### Exercise details
Go through the records below line by line and report how many lines include "SystemClock", giving the number only.

***** Data shown *****

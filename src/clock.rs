use std::time::Instant;

/// Frame time of a 60 fps display, the baseline velocities are expressed in
pub const BASELINE_FRAME_MS: f64 = 16.67;

/// Frames further apart than this are dropped instead of integrated
pub const MAX_FRAME_DELTA_MS: f64 = 100.0;

/// Monotonic millisecond timestamps
pub trait Clock {
    fn now_ms(&self) -> f64;
}

pub struct SystemClock {
    origin: Instant,
}

impl SystemClock {
    pub fn new() -> Self {
        Self {
            origin: Instant::now(),
        }
    }
}

impl Clock for SystemClock {
    fn now_ms(&self) -> f64 {
        self.origin.elapsed().as_secs_f64() * 1000.0
    }
}

/// Host facility that invokes the next frame, e.g. a window redraw request
pub trait FrameScheduler {
    fn schedule(&mut self);
    fn cancel(&mut self);
}

#[derive(Clone, Copy, Debug, PartialEq)]
pub enum FrameDelta {
    Step { delta_ms: f64, time_scale: f32 },
    /// Negative or oversized delta; the frame's physics must be skipped
    Anomaly { delta_ms: f64 },
}

pub struct FrameDriver<C: Clock> {
    clock: C,
    last_frame_ms: f64,
    running: bool,
}

impl<C: Clock> FrameDriver<C> {
    pub fn new(clock: C) -> Self {
        let last_frame_ms = clock.now_ms();
        Self {
            clock,
            last_frame_ms,
            running: true,
        }
    }

    pub fn is_running(&self) -> bool {
        self.running
    }

    pub fn stop(&mut self) {
        self.running = false;
    }

    /// Reads the clock and classifies the time elapsed since the previous call.
    pub fn next_frame(&mut self) -> FrameDelta {
        let now = self.clock.now_ms();
        let delta_ms = now - self.last_frame_ms;
        self.last_frame_ms = now;

        if !(0.0..=MAX_FRAME_DELTA_MS).contains(&delta_ms) {
            return FrameDelta::Anomaly { delta_ms };
        }

        FrameDelta::Step {
            delta_ms,
            time_scale: (delta_ms / BASELINE_FRAME_MS) as f32,
        }
    }
}

#[cfg(test)]
mod tests {
    use super::*;
    use crate::testing::ManualClock;

    #[test]
    fn test_time_scale_is_relative_to_60fps() {
        let clock = ManualClock::new(1000.0);
        let mut driver = FrameDriver::new(clock.clone());

        clock.advance(16.67);
        match driver.next_frame() {
            FrameDelta::Step { time_scale, .. } => assert!((time_scale - 1.0).abs() < 1e-4),
            other => panic!("unexpected {other:?}"),
        }

        clock.advance(33.34);
        match driver.next_frame() {
            FrameDelta::Step { time_scale, .. } => assert!((time_scale - 2.0).abs() < 1e-4),
            other => panic!("unexpected {other:?}"),
        }
    }

    #[test]
    fn test_anomalies() {
        let clock = ManualClock::new(500.0);
        let mut driver = FrameDriver::new(clock.clone());

        clock.advance(150.0);
        assert_eq!(driver.next_frame(), FrameDelta::Anomaly { delta_ms: 150.0 });

        // The anomalous frame still moves the reference point
        clock.advance(10.0);
        assert!(matches!(driver.next_frame(), FrameDelta::Step { delta_ms, .. } if delta_ms == 10.0));

        clock.set(400.0);
        assert!(matches!(driver.next_frame(), FrameDelta::Anomaly { .. }));
    }

    #[test]
    fn test_boundary_delta_is_accepted() {
        let clock = ManualClock::new(0.0);
        let mut driver = FrameDriver::new(clock.clone());

        clock.advance(MAX_FRAME_DELTA_MS);
        assert!(matches!(driver.next_frame(), FrameDelta::Step { .. }));
        assert!(matches!(driver.next_frame(), FrameDelta::Step { time_scale, .. } if time_scale == 0.0));
    }

    #[test]
    fn test_stop() {
        let mut driver = FrameDriver::new(SystemClock::new());
        assert!(driver.is_running());
        driver.stop();
        assert!(!driver.is_running());
    }
}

*****

### Task answer
4